● **WHAT YOU NEED TO DO**:
In the records below, the line with "filename crates/nupoll-core/src/lib.rs" opens the range and the line with "and session types" closes it; print that range exactly and nothing else.

● **MATERIAL TO PROCESS**:
-- -- --

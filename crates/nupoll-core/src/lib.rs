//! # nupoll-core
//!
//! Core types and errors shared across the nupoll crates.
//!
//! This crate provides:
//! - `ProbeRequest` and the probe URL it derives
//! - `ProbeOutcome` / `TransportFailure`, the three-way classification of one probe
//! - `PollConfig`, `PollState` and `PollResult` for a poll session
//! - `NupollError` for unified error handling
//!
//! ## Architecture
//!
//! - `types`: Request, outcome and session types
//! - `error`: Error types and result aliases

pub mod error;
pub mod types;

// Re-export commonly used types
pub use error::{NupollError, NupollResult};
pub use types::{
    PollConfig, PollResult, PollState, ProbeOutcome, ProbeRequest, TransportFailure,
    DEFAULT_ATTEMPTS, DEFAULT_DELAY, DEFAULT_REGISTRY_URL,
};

-- -- --

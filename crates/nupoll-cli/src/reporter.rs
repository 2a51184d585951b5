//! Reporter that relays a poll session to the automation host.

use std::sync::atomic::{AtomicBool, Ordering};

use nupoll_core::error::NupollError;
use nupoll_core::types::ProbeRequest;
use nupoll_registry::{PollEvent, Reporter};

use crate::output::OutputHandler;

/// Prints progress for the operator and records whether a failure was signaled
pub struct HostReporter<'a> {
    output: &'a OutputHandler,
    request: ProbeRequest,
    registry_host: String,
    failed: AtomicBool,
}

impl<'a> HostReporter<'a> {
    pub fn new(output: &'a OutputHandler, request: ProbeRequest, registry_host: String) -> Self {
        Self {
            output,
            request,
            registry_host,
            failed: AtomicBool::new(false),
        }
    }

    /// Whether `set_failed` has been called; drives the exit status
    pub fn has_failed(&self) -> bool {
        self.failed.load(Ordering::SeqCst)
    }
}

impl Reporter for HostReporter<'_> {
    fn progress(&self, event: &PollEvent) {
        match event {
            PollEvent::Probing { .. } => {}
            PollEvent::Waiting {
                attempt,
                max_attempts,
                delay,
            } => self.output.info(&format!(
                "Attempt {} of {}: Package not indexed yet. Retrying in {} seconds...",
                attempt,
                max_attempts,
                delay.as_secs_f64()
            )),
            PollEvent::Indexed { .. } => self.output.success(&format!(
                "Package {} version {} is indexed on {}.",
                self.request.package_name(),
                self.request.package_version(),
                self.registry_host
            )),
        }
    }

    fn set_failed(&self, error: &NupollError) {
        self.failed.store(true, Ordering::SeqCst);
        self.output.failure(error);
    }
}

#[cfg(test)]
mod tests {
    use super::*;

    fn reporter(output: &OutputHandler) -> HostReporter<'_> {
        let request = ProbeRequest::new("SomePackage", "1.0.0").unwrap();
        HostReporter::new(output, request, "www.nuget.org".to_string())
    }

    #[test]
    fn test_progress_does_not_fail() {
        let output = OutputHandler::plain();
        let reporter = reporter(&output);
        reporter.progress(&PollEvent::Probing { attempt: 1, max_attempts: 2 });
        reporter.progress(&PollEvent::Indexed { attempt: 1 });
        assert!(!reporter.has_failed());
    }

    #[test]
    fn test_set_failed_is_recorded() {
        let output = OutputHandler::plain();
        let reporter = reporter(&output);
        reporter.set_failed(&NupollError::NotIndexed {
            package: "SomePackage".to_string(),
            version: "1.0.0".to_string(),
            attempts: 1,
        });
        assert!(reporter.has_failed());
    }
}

-- -- --

● **EXERCISE SOLUTION**:
filename crates/nupoll-core/src/lib.rs
//! # nupoll-core
//!
//! Core types and errors shared across the nupoll crates.
//!
//! This crate provides:
//! - `ProbeRequest` and the probe URL it derives
//! - `ProbeOutcome` / `TransportFailure`, the three-way classification of one probe
//! - `PollConfig`, `PollState` and `PollResult` for a poll session
//! - `NupollError` for unified error handling
//!
//! ## Architecture
//!
//! - `types`: Request, outcome and session types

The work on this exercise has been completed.